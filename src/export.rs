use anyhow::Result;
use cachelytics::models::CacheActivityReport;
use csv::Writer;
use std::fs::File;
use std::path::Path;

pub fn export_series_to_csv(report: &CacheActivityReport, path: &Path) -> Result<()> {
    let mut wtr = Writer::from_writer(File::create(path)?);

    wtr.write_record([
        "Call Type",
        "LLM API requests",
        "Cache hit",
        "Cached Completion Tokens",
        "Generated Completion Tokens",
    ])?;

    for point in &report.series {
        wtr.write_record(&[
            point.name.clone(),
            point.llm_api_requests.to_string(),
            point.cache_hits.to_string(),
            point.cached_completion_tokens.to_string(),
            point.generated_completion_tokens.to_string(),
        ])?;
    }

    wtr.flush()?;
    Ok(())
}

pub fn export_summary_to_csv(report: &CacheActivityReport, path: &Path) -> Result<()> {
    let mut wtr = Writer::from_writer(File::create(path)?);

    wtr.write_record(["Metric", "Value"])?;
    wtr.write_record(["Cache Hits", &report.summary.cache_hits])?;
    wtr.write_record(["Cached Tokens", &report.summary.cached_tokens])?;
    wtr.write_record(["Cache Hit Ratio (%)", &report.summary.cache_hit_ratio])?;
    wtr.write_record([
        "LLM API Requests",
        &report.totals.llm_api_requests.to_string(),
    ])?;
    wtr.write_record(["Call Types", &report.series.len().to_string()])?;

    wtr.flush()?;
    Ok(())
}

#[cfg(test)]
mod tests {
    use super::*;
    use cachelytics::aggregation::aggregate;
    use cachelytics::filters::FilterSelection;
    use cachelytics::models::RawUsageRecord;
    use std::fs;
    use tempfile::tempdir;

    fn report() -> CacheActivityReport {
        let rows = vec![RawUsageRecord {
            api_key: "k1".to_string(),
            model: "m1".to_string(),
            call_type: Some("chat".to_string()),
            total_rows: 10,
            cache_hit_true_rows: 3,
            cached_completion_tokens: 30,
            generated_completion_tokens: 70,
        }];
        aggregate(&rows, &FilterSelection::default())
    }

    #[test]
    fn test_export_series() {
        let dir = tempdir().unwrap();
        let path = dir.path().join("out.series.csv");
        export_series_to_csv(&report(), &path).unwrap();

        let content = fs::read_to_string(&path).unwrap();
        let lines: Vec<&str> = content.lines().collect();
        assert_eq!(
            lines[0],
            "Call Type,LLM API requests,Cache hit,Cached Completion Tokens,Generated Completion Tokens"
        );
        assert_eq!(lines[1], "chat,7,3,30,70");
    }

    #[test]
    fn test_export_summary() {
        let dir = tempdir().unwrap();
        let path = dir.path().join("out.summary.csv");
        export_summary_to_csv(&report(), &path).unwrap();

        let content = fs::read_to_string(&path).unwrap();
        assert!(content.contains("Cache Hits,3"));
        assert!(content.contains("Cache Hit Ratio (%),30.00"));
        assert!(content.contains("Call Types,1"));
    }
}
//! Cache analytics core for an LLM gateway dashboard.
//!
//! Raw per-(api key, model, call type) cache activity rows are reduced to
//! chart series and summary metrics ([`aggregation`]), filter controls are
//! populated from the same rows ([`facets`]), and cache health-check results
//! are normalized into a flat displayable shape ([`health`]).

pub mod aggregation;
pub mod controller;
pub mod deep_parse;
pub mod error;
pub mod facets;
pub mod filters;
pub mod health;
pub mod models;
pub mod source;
——
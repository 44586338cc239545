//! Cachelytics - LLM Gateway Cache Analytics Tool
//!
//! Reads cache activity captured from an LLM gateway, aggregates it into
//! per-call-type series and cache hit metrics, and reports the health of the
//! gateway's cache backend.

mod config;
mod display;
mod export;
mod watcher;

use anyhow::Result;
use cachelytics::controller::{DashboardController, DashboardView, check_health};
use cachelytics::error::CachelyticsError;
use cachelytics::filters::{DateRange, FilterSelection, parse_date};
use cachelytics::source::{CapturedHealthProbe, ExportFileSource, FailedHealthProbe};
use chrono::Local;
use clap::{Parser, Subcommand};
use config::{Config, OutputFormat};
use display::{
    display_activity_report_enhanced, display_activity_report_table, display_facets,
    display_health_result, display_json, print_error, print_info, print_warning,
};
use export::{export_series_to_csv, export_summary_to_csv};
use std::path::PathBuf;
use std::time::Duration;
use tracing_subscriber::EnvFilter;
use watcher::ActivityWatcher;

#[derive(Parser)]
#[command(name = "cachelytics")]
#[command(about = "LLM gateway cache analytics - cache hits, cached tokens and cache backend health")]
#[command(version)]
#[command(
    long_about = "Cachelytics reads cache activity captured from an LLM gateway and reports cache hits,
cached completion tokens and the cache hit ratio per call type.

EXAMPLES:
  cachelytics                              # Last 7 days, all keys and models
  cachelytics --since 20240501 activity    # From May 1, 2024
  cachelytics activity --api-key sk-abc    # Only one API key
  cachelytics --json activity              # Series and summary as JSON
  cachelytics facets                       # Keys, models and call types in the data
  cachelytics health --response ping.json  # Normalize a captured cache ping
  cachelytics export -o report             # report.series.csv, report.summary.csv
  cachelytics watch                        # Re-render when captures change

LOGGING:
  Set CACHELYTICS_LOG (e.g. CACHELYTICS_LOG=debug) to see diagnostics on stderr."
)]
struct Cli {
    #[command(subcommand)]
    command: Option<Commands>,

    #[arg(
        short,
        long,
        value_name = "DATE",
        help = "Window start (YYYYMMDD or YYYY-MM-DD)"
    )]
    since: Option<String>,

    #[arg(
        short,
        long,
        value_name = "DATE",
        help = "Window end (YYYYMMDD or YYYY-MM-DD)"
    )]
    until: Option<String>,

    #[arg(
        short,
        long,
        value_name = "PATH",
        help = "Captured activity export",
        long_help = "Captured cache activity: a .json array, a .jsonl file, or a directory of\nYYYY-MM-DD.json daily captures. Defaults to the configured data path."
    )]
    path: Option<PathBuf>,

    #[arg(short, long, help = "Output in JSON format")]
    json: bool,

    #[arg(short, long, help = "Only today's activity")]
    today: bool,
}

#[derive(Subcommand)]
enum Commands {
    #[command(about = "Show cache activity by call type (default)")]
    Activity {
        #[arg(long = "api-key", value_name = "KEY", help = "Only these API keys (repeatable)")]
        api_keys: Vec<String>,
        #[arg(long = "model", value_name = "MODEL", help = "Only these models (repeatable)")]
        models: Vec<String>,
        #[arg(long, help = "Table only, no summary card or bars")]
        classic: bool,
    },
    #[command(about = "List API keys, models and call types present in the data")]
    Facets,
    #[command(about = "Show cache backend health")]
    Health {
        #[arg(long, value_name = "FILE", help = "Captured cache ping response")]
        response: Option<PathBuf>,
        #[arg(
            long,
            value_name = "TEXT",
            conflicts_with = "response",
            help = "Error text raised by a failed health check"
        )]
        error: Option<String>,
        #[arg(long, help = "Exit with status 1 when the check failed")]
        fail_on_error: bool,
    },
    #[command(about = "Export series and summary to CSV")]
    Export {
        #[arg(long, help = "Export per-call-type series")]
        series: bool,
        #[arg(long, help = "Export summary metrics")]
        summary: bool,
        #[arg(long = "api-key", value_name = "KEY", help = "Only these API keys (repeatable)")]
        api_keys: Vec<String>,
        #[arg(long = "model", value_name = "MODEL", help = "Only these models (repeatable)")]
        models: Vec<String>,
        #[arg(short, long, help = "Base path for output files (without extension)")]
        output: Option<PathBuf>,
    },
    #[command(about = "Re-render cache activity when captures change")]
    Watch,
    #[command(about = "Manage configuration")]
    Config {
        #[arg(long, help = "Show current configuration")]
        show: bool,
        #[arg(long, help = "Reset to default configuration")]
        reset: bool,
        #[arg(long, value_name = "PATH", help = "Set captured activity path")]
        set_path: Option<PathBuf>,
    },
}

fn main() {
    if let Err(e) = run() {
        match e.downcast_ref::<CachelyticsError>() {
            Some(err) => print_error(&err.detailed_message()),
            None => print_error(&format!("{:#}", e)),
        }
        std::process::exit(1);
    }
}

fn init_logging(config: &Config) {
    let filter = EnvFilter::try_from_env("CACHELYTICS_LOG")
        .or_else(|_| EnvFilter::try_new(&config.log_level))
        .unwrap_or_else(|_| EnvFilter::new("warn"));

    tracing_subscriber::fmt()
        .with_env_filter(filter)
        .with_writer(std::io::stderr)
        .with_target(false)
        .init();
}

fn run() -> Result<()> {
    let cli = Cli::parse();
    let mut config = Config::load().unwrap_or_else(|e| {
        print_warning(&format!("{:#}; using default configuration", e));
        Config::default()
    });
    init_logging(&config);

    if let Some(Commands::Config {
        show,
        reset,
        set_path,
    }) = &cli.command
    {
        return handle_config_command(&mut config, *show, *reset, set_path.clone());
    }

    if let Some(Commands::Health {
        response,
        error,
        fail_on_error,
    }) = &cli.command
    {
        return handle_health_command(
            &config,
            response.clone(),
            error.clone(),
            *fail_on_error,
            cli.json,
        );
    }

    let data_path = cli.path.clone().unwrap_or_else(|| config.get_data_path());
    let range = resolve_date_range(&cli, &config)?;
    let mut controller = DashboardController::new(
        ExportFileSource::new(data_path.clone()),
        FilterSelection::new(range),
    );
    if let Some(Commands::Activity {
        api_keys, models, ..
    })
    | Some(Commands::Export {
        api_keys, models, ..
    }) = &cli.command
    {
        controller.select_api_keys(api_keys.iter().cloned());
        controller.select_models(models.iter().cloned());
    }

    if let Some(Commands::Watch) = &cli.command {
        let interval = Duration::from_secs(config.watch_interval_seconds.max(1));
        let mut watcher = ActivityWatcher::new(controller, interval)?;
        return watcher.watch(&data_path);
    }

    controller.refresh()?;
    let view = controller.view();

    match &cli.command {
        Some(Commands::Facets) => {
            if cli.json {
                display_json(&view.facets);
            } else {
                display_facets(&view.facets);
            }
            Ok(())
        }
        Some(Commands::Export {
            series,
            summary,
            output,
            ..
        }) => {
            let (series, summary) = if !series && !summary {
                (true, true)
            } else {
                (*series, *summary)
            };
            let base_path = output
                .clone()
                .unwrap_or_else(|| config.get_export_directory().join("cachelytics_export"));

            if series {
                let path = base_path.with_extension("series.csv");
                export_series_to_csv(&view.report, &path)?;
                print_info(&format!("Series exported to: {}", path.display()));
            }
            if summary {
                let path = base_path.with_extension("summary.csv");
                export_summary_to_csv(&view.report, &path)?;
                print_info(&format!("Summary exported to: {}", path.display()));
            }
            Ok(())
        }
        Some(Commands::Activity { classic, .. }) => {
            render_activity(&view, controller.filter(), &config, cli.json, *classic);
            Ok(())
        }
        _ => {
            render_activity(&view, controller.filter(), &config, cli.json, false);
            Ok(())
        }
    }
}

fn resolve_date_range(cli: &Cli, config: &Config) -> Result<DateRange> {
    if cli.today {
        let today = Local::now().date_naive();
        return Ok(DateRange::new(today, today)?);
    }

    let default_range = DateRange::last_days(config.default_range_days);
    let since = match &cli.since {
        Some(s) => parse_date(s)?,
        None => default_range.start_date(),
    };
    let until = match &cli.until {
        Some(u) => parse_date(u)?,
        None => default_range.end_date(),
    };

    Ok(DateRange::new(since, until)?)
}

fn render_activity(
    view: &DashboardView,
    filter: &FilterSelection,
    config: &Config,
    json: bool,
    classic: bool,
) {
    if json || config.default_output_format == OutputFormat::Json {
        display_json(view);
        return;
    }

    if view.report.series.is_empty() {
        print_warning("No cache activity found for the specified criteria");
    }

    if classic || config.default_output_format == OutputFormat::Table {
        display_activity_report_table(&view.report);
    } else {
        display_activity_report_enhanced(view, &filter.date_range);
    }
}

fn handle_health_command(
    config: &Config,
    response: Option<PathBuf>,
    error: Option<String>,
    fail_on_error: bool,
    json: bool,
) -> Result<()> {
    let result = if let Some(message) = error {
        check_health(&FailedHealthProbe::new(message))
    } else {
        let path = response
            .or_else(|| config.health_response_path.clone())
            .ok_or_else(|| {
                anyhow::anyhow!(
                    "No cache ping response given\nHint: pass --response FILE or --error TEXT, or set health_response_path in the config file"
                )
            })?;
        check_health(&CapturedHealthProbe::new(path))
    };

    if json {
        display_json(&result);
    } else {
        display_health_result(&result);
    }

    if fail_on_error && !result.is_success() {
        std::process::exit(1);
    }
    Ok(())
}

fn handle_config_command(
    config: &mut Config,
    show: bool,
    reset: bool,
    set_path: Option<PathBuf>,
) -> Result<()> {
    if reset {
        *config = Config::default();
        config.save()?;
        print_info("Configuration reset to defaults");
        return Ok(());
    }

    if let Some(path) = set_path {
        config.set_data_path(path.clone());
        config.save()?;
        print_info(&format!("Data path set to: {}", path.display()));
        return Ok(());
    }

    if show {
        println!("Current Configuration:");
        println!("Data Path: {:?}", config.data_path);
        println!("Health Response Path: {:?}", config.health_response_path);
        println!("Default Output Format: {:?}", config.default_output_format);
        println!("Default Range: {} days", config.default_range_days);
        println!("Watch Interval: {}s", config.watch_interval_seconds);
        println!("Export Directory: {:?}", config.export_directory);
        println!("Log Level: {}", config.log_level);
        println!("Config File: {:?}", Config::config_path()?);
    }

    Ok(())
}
——
--- Problem details ---
Among the lines of the listing above, count those that include "false" and give only the total.

--- Response box ---
2